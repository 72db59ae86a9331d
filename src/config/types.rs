use serde::{Deserialize, Serialize};
use std::path::{Path, PathBuf};
use thiserror::Error;

/// Errors that can occur when loading configuration.
#[derive(Debug, Error)]
pub enum ConfigError {
    #[error("failed to read config file '{}': {source}", .path.display())]
    Io {
        path: PathBuf,
        source: std::io::Error,
    },

    #[error("failed to parse config file '{}': {source}", .path.display())]
    Parse {
        path: PathBuf,
        source: serde_json::Error,
    },
}

/// Camera section of the application configuration.
#[derive(Debug, Clone, PartialEq, Eq, Serialize, Deserialize)]
#[serde(default)]
pub struct CameraConfig {
    pub width: i32,
    pub height: i32,
    /// Fallback device index when `camera_name` is empty or not found.
    pub camera_id: i32,
    /// Preferred device selector.
    pub camera_name: String,
    pub mirror_x: bool,
    pub mirror_y: bool,
    pub rotate_ninety: bool,
}

impl Default for CameraConfig {
    fn default() -> Self {
        Self {
            width: 640,
            height: 480,
            camera_id: 0,
            camera_name: String::new(),
            mirror_x: false,
            mirror_y: false,
            rotate_ninety: false,
        }
    }
}

/// Top-level configuration snapshot. Immutable once handed to a watcher;
/// edits produce a new snapshot.
#[derive(Debug, Clone, Default, PartialEq, Eq, Serialize, Deserialize)]
#[serde(default)]
pub struct AppConfig {
    pub camera: CameraConfig,
}

impl AppConfig {
    /// Load configuration from a JSON file, returning defaults when the
    /// file does not exist.
    pub fn load(path: &Path) -> Result<Self, ConfigError> {
        if !path.exists() {
            return Ok(Self::default());
        }
        let contents = std::fs::read_to_string(path).map_err(|source| ConfigError::Io {
            path: path.to_path_buf(),
            source,
        })?;
        serde_json::from_str(&contents).map_err(|source| ConfigError::Parse {
            path: path.to_path_buf(),
            source,
        })
    }
}

/// Device selection and frame size requested from the capture loop.
#[derive(Debug, Clone, PartialEq, Eq)]
pub struct DeviceConfig {
    pub device_id: i32,
    /// Takes priority over `device_id` when set and resolvable.
    pub device_name: Option<String>,
    pub width: i32,
    pub height: i32,
}

impl DeviceConfig {
    pub fn new(device_id: i32, width: i32, height: i32) -> Self {
        Self {
            device_id,
            device_name: None,
            width,
            height,
        }
    }

    pub fn with_name(mut self, name: impl Into<String>) -> Self {
        let name = name.into();
        self.device_name = if name.is_empty() { None } else { Some(name) };
        self
    }

    /// Width and height converted for the backend, if both are positive
    /// and even.
    pub fn dimensions(&self) -> Option<(u32, u32)> {
        let valid = |v: i32| v > 0 && v % 2 == 0;
        if valid(self.width) && valid(self.height) {
            Some((self.width as u32, self.height as u32))
        } else {
            None
        }
    }
}

/// Build a device request from the camera section, rounding odd
/// dimensions down to the nearest even number.
impl From<&CameraConfig> for DeviceConfig {
    fn from(camera: &CameraConfig) -> Self {
        Self::new(camera.camera_id, (camera.width / 2) * 2, (camera.height / 2) * 2)
            .with_name(camera.camera_name.clone())
    }
}

/// Presentation-time image flags. Independent of the device lifecycle.
#[derive(Debug, Clone, Copy, Default, PartialEq, Eq, Serialize, Deserialize)]
pub struct TransformConfig {
    pub mirror_x: bool,
    pub mirror_y: bool,
    pub rotate_90: bool,
}

impl TransformConfig {
    pub fn is_identity(&self) -> bool {
        !self.mirror_x && !self.mirror_y && !self.rotate_90
    }
}

impl From<&CameraConfig> for TransformConfig {
    fn from(camera: &CameraConfig) -> Self {
        Self {
            mirror_x: camera.mirror_x,
            mirror_y: camera.mirror_y,
            rotate_90: camera.rotate_ninety,
        }
    }
}

#[cfg(test)]
mod tests {
    use super::*;
    use tempfile::TempDir;

    #[test]
    fn camera_config_defaults() {
        let camera = CameraConfig::default();
        assert_eq!(camera.width, 640);
        assert_eq!(camera.height, 480);
        assert_eq!(camera.camera_id, 0);
        assert_eq!(camera.camera_name, "");
        assert!(!camera.mirror_x && !camera.mirror_y && !camera.rotate_ninety);
    }

    #[test]
    fn partial_json_fills_missing_fields_with_defaults() {
        let json = r#"{"camera": {"width": 1280, "camera_name": "Cam A"}}"#;
        let config: AppConfig = serde_json::from_str(json).unwrap();
        assert_eq!(config.camera.width, 1280);
        assert_eq!(config.camera.height, 480);
        assert_eq!(config.camera.camera_name, "Cam A");
    }

    #[test]
    fn load_returns_default_when_file_missing() {
        let dir = TempDir::new().unwrap();
        let config = AppConfig::load(&dir.path().join("missing.json")).unwrap();
        assert_eq!(config, AppConfig::default());
    }

    #[test]
    fn load_parses_valid_json_file() {
        let dir = TempDir::new().unwrap();
        let path = dir.path().join("config.json");
        let json = r#"{"camera":{"width":320,"height":240,"camera_id":1,"rotate_ninety":true}}"#;
        std::fs::write(&path, json).unwrap();

        let config = AppConfig::load(&path).unwrap();
        assert_eq!(config.camera.width, 320);
        assert_eq!(config.camera.height, 240);
        assert_eq!(config.camera.camera_id, 1);
        assert!(config.camera.rotate_ninety);
    }

    #[test]
    fn load_returns_parse_error_for_invalid_json() {
        let dir = TempDir::new().unwrap();
        let path = dir.path().join("config.json");
        std::fs::write(&path, "not valid json!!!").unwrap();

        let err = AppConfig::load(&path).unwrap_err();
        assert!(matches!(err, ConfigError::Parse { .. }));
        assert!(err.to_string().contains("config.json"));
    }

    #[test]
    fn device_config_rounds_odd_dimensions_down() {
        let camera = CameraConfig {
            width: 639,
            height: 481,
            ..CameraConfig::default()
        };
        let device = DeviceConfig::from(&camera);
        assert_eq!(device.width, 638);
        assert_eq!(device.height, 480);
    }

    #[test]
    fn empty_camera_name_means_no_name() {
        let device = DeviceConfig::from(&CameraConfig::default());
        assert_eq!(device.device_name, None);

        let named = DeviceConfig::new(0, 640, 480).with_name("Cam A");
        assert_eq!(named.device_name.as_deref(), Some("Cam A"));
    }

    #[test]
    fn dimensions_require_positive_even_values() {
        assert_eq!(DeviceConfig::new(0, 640, 480).dimensions(), Some((640, 480)));
        assert_eq!(DeviceConfig::new(0, 639, 480).dimensions(), None);
        assert_eq!(DeviceConfig::new(0, 640, 0).dimensions(), None);
        assert_eq!(DeviceConfig::new(0, -2, 480).dimensions(), None);
    }

    #[test]
    fn transform_config_maps_rotate_ninety() {
        let camera = CameraConfig {
            rotate_ninety: true,
            ..CameraConfig::default()
        };
        let transform = TransformConfig::from(&camera);
        assert!(transform.rotate_90);
        assert!(!transform.is_identity());
        assert!(TransformConfig::default().is_identity());
    }
}
use std::path::PathBuf;
use std::sync::Arc;
use std::time::{Duration, Instant};

use clap::{Parser, Subcommand};
use tracing::{error, info};
use tracing_subscriber::EnvFilter;

use camstream_lib::camera::backend::CameraBackend;
use camstream_lib::camera::dummy::DummyBackend;
use camstream_lib::config::{AppConfig, ConfigWatcher};
use camstream_lib::pipeline::CameraPipeline;

/// camstream: live camera capture with runtime device switching
#[derive(Parser)]
#[command(name = "camstream")]
#[command(version, about = "Capture a camera and fan frames out to consumers")]
#[command(after_help = "EXAMPLES:
    camstream list-devices --dummy
    camstream run --dummy --seconds 5
    camstream run --dummy --switch-after 3 --switch-width 320 --switch-height 240

ENVIRONMENT:
    DUMMY_CAMERA    Set to 1 to use the synthetic camera backend.
    RUST_LOG        Log filter (default: info).")]
struct Cli {
    #[command(subcommand)]
    command: Commands,
}

#[derive(Subcommand)]
enum Commands {
    /// List available capture devices
    ListDevices {
        /// Use the synthetic camera backend
        #[arg(long)]
        dummy: bool,
    },

    /// Run the capture pipeline and report the frame rate once per second
    Run {
        /// Use the synthetic camera backend
        #[arg(long)]
        dummy: bool,

        /// JSON configuration file (defaults apply when absent)
        #[arg(long, short = 'c')]
        config: Option<PathBuf>,

        /// How long to run before closing the pipeline
        #[arg(long, default_value_t = 5)]
        seconds: u64,

        /// Device index, used when no name is given or it cannot be resolved
        #[arg(long)]
        device_id: Option<i32>,

        /// Device name, preferred over the index
        #[arg(long)]
        device_name: Option<String>,

        #[arg(long)]
        width: Option<i32>,

        #[arg(long)]
        height: Option<i32>,

        /// Edit the configuration after this many seconds
        #[arg(long, requires_all = ["switch_width", "switch_height"])]
        switch_after: Option<u64>,

        #[arg(long)]
        switch_width: Option<i32>,

        #[arg(long)]
        switch_height: Option<i32>,
    },
}

fn backend_for(dummy: bool) -> Arc<dyn CameraBackend> {
    if dummy {
        Arc::new(DummyBackend::new())
    } else {
        camstream_lib::create_backend()
    }
}

fn list_devices(dummy: bool) -> Result<(), String> {
    let devices = backend_for(dummy)
        .enumerate_devices()
        .map_err(|e| e.to_string())?;
    if devices.is_empty() {
        println!("No capture devices found.");
    }
    for device in devices {
        println!("{device}");
    }
    Ok(())
}

struct RunOptions {
    dummy: bool,
    config: Option<PathBuf>,
    seconds: u64,
    device_id: Option<i32>,
    device_name: Option<String>,
    width: Option<i32>,
    height: Option<i32>,
    switch: Option<(u64, i32, i32)>,
}

fn run(options: RunOptions) -> Result<(), String> {
    let mut config = match &options.config {
        Some(path) => AppConfig::load(path).map_err(|e| e.to_string())?,
        None => AppConfig::default(),
    };
    if let Some(id) = options.device_id {
        config.camera.camera_id = id;
    }
    if let Some(name) = options.device_name {
        config.camera.camera_name = name;
    }
    if let Some(width) = options.width {
        config.camera.width = width;
    }
    if let Some(height) = options.height {
        config.camera.height = height;
    }

    let watcher = ConfigWatcher::new(config);
    let pipeline = CameraPipeline::new(&watcher, backend_for(options.dummy))
        .map_err(|e| e.to_string())?;

    let started = Instant::now();
    let mut switched = false;
    for _ in 0..options.seconds {
        std::thread::sleep(Duration::from_secs(1));

        if let Some((after, width, height)) = options.switch {
            if !switched && started.elapsed() >= Duration::from_secs(after) {
                info!("switching resolution to {width}x{height}");
                watcher.modify(|c| {
                    c.camera.width = width;
                    c.camera.height = height;
                });
                switched = true;
            }
        }

        let stats = pipeline.stats();
        info!(
            "state={:?} device={:?} resolution={:?} fps={:.1} frames={} latency={:.2}ms",
            pipeline.capture_state(),
            pipeline.active_device(),
            pipeline.active_resolution().map(|r| r.to_string()),
            stats.fps,
            stats.frame_count,
            stats.latency_ms
        );
    }

    pipeline.close();
    Ok(())
}

fn main() {
    tracing_subscriber::fmt()
        .with_env_filter(
            EnvFilter::try_from_default_env().unwrap_or_else(|_| EnvFilter::new("info")),
        )
        .init();

    let cli = Cli::parse();

    let result = match cli.command {
        Commands::ListDevices { dummy } => list_devices(dummy),
        Commands::Run {
            dummy,
            config,
            seconds,
            device_id,
            device_name,
            width,
            height,
            switch_after,
            switch_width,
            switch_height,
        } => {
            let switch = match (switch_after, switch_width, switch_height) {
                (Some(after), Some(w), Some(h)) => Some((after, w, h)),
                _ => None,
            };
            run(RunOptions {
                dummy,
                config,
                seconds,
                device_id,
                device_name,
                width,
                height,
                switch,
            })
        }
    };

    if let Err(e) = result {
        error!("{e}");
        eprintln!("Error: {e}");
        std::process::exit(1);
    }
}
//! Change-reactive configuration watching.
//!
//! The configuration is an immutable snapshot. Each update replaces the
//! snapshot, and every registered watch entry diffs its projections (named
//! extractor functions) between the value it last saw and the new snapshot.
//! An entry whose projections changed fires its callback exactly once per
//! update and refreshes every one of its baselines.

use std::marker::PhantomData;
use std::panic::{self, AssertUnwindSafe};
use std::sync::atomic::{AtomicBool, AtomicU64, Ordering};
use std::sync::{Arc, Weak};

use parking_lot::{Mutex, ReentrantMutex, RwLock};
use tracing::{debug, error};

/// Type-erased projection with its stored baseline.
trait Tracked<C>: Send {
    fn name(&self) -> &str;
    /// Whether the value for `config` differs from the baseline.
    fn changed(&self, config: &C) -> bool;
    /// Store the value for `config` as the new baseline.
    fn refresh(&mut self, config: &C);
}

struct Field<C, T, F> {
    name: String,
    extract: F,
    last: Option<T>,
    _config: PhantomData<fn(&C)>,
}

impl<C, T, F> Tracked<C> for Field<C, T, F>
where
    T: PartialEq + Send,
    F: Fn(&C) -> T + Send,
{
    fn name(&self) -> &str {
        &self.name
    }

    fn changed(&self, config: &C) -> bool {
        match &self.last {
            Some(last) => *last != (self.extract)(config),
            None => true,
        }
    }

    fn refresh(&mut self, config: &C) {
        self.last = Some((self.extract)(config));
    }
}

/// A named pure function from the whole configuration to a comparable value.
pub struct Projection<C> {
    inner: Box<dyn Tracked<C>>,
}

impl<C: 'static> Projection<C> {
    pub fn new<T, F>(name: impl Into<String>, extract: F) -> Self
    where
        T: PartialEq + Send + 'static,
        F: Fn(&C) -> T + Send + 'static,
    {
        Self {
            inner: Box::new(Field {
                name: name.into(),
                extract,
                last: None,
                _config: PhantomData,
            }),
        }
    }

    pub fn name(&self) -> &str {
        self.inner.name()
    }
}

type Callback<C> = Box<dyn Fn(&C) + Send + Sync>;

struct WatchEntry<C> {
    id: u64,
    label: String,
    projections: Mutex<Vec<Projection<C>>>,
    /// Held while the callback runs; `unregister` takes it as well.
    gate: ReentrantMutex<()>,
    active: AtomicBool,
    callback: Callback<C>,
}

impl<C> WatchEntry<C> {
    /// Diff against `config`; on any change refresh every baseline.
    fn diff_and_refresh(&self, config: &C) -> Vec<String> {
        let mut projections = self.projections.lock();
        let changed: Vec<String> = projections
            .iter()
            .filter(|p| p.inner.changed(config))
            .map(|p| p.inner.name().to_string())
            .collect();
        if !changed.is_empty() {
            projections.iter_mut().for_each(|p| p.inner.refresh(config));
        }
        changed
    }

    fn invoke(&self, config: &C) {
        let outcome = panic::catch_unwind(AssertUnwindSafe(|| (self.callback)(config)));
        if outcome.is_err() {
            error!("watch '{}' callback panicked", self.label);
        }
    }
}

/// Holds the current configuration snapshot and the registered watch
/// entries. Shared via `Arc`; every method may be called from any thread,
/// including re-entrantly from inside a watch callback.
pub struct ConfigWatcher<C> {
    current: RwLock<Arc<C>>,
    entries: Mutex<Vec<Arc<WatchEntry<C>>>>,
    /// Serialises updates and registrations against each other.
    update_gate: ReentrantMutex<()>,
    next_id: AtomicU64,
}

impl<C: Send + Sync + 'static> ConfigWatcher<C> {
    pub fn new(initial: C) -> Arc<Self> {
        Arc::new(Self {
            current: RwLock::new(Arc::new(initial)),
            entries: Mutex::new(Vec::new()),
            update_gate: ReentrantMutex::new(()),
            next_id: AtomicU64::new(1),
        })
    }

    /// The current snapshot.
    pub fn current(&self) -> Arc<C> {
        Arc::clone(&self.current.read())
    }

    /// Number of registered watch entries.
    pub fn len(&self) -> usize {
        self.entries.lock().len()
    }

    pub fn is_empty(&self) -> bool {
        self.len() == 0
    }

    /// Register `callback` to run whenever any of `projections` changes.
    ///
    /// Baselines are taken from the current snapshot. With
    /// `fire_immediately` the callback also runs once, synchronously, before
    /// this returns.
    pub fn watch<F>(
        self: &Arc<Self>,
        label: impl Into<String>,
        mut projections: Vec<Projection<C>>,
        fire_immediately: bool,
        callback: F,
    ) -> WatchHandle<C>
    where
        F: Fn(&C) + Send + Sync + 'static,
    {
        let _serial = self.update_gate.lock();
        let snapshot = self.current();

        projections
            .iter_mut()
            .for_each(|p| p.inner.refresh(&snapshot));

        let entry = Arc::new(WatchEntry {
            id: self.next_id.fetch_add(1, Ordering::Relaxed),
            label: label.into(),
            projections: Mutex::new(projections),
            gate: ReentrantMutex::new(()),
            active: AtomicBool::new(true),
            callback: Box::new(callback),
        });
        self.entries.lock().push(Arc::clone(&entry));
        debug!("watch '{}' registered", entry.label);

        if fire_immediately {
            let _gate = entry.gate.lock();
            if entry.active.load(Ordering::Acquire) {
                entry.invoke(&snapshot);
            }
        }

        WatchHandle {
            entry,
            watcher: Arc::downgrade(self),
        }
    }

    /// Replace the snapshot and fire every entry whose projections changed.
    ///
    /// Returns the number of callbacks invoked.
    pub fn update(&self, next: C) -> usize {
        let _serial = self.update_gate.lock();
        let snapshot = Arc::new(next);
        *self.current.write() = Arc::clone(&snapshot);

        let entries: Vec<Arc<WatchEntry<C>>> = self.entries.lock().clone();
        let mut fired = 0;
        for entry in entries {
            // A callback may have pushed a newer snapshot re-entrantly; that
            // update has already evaluated every entry against it.
            if !Arc::ptr_eq(&snapshot, &self.current.read()) {
                break;
            }

            let _gate = entry.gate.lock();
            if !entry.active.load(Ordering::Acquire) {
                continue;
            }
            let changed = entry.diff_and_refresh(&snapshot);
            if changed.is_empty() {
                continue;
            }
            debug!("watch '{}' fired for {changed:?}", entry.label);
            entry.invoke(&snapshot);
            fired += 1;
        }
        fired
    }
}

impl<C: Clone + Send + Sync + 'static> ConfigWatcher<C> {
    /// Edit a copy of the current snapshot and publish it as one update.
    pub fn modify<F>(&self, edit: F) -> usize
    where
        F: FnOnce(&mut C),
    {
        let _serial = self.update_gate.lock();
        let mut next = C::clone(&self.current());
        edit(&mut next);
        self.update(next)
    }
}

/// Registration token returned by [`ConfigWatcher::watch`].
///
/// Dropping the handle unregisters the entry, so keep it alive for as long
/// as the callback should run.
#[must_use = "dropping a WatchHandle unregisters its callback"]
pub struct WatchHandle<C> {
    entry: Arc<WatchEntry<C>>,
    watcher: Weak<ConfigWatcher<C>>,
}

impl<C> WatchHandle<C> {
    /// Remove the entry. Idempotent.
    ///
    /// Waits for a callback in flight on another thread. After this returns
    /// the callback is never invoked again.
    pub fn unregister(&self) {
        if let Some(watcher) = self.watcher.upgrade() {
            // Released outside the lock: the callback may own other handles.
            let _removed = {
                let mut entries = watcher.entries.lock();
                entries
                    .iter()
                    .position(|e| e.id == self.entry.id)
                    .map(|i| entries.remove(i))
            };
        }
        let _gate = self.entry.gate.lock();
        if self.entry.active.swap(false, Ordering::AcqRel) {
            debug!("watch '{}' unregistered", self.entry.label);
        }
    }

    pub fn is_active(&self) -> bool {
        self.entry.active.load(Ordering::Acquire)
    }

    pub fn label(&self) -> &str {
        &self.entry.label
    }
}

impl<C> Drop for WatchHandle<C> {
    fn drop(&mut self) {
        self.unregister();
    }
}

^^^^^^^^^^^^^^^^

- Instructions for the task
Reproduce every line from the listing above that holds the word "frames".

- Task output
#[command(version, about = "Capture a camera and fan frames out to consumers")]
            "state={:?} device={:?} resolution={:?} fps={:.1} frames={} latency={:.2}ms",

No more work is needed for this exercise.